- _EXCERPTED DATA_
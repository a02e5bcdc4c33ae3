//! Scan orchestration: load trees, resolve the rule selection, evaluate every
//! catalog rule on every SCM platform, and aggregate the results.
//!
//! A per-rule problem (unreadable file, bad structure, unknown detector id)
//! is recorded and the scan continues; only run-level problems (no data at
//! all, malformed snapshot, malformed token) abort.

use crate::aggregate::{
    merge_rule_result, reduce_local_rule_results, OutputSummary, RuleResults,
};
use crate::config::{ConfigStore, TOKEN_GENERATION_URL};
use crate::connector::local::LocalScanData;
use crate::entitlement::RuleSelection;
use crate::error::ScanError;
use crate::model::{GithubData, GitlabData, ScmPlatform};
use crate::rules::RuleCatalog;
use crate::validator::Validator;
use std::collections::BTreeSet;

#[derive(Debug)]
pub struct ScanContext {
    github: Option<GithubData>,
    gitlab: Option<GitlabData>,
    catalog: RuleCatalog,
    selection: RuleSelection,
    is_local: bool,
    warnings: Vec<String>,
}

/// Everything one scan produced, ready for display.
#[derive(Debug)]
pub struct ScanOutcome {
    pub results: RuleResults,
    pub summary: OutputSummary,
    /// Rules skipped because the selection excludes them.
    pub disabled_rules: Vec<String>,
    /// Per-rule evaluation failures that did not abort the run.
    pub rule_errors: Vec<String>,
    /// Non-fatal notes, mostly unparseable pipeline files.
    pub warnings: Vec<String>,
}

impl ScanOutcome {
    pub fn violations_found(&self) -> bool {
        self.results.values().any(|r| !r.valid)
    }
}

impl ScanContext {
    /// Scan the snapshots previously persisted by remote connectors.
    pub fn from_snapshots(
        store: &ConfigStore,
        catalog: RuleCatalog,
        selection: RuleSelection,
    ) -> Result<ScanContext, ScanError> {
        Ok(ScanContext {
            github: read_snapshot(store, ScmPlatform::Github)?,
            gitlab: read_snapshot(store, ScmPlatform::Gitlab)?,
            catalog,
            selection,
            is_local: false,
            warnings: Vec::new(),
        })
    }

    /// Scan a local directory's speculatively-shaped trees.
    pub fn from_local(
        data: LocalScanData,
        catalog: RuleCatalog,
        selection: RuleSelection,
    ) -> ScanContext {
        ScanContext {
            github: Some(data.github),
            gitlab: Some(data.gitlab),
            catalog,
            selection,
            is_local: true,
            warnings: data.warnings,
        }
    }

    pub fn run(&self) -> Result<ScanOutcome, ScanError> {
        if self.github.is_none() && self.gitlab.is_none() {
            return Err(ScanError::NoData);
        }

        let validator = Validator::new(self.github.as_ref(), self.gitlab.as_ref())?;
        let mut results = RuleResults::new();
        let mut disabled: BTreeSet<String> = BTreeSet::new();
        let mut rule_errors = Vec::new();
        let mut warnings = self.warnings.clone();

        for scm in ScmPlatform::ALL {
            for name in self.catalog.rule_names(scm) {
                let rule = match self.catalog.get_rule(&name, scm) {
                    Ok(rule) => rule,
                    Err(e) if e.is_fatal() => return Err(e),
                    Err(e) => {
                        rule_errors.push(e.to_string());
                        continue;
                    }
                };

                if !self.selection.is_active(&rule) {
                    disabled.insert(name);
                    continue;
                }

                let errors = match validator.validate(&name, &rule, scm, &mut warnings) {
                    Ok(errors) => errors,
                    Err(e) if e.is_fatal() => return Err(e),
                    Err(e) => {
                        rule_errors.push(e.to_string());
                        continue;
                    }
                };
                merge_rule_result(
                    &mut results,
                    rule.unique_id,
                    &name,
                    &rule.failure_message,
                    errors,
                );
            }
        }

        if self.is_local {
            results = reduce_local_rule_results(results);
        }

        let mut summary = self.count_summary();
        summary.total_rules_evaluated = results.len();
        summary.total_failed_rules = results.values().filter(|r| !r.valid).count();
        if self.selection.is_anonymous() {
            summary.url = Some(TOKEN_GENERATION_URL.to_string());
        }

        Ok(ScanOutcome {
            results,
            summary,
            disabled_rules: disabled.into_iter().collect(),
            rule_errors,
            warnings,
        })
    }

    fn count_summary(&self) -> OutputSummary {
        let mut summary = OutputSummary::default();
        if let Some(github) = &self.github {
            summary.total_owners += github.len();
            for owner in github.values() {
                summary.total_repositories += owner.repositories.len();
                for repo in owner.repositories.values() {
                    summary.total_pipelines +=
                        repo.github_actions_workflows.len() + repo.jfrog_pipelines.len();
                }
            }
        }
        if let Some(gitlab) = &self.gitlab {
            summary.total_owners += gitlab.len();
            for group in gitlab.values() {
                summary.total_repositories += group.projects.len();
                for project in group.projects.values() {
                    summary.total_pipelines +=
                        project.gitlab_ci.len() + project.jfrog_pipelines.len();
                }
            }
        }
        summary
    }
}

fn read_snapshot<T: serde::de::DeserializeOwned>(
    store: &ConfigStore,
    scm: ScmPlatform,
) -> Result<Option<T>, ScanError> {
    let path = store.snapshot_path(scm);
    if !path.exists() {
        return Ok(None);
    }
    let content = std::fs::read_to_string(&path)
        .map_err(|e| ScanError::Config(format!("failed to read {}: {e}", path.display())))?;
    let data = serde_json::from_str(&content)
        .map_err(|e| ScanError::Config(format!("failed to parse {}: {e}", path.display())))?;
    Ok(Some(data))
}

- _AIM OF THE TASK_
All lines in the records above that contain "RuleCatalog" are to be reported.

- _WORKED SOLUTION_
use crate::rules::RuleCatalog;
    catalog: RuleCatalog,
        catalog: RuleCatalog,
        catalog: RuleCatalog,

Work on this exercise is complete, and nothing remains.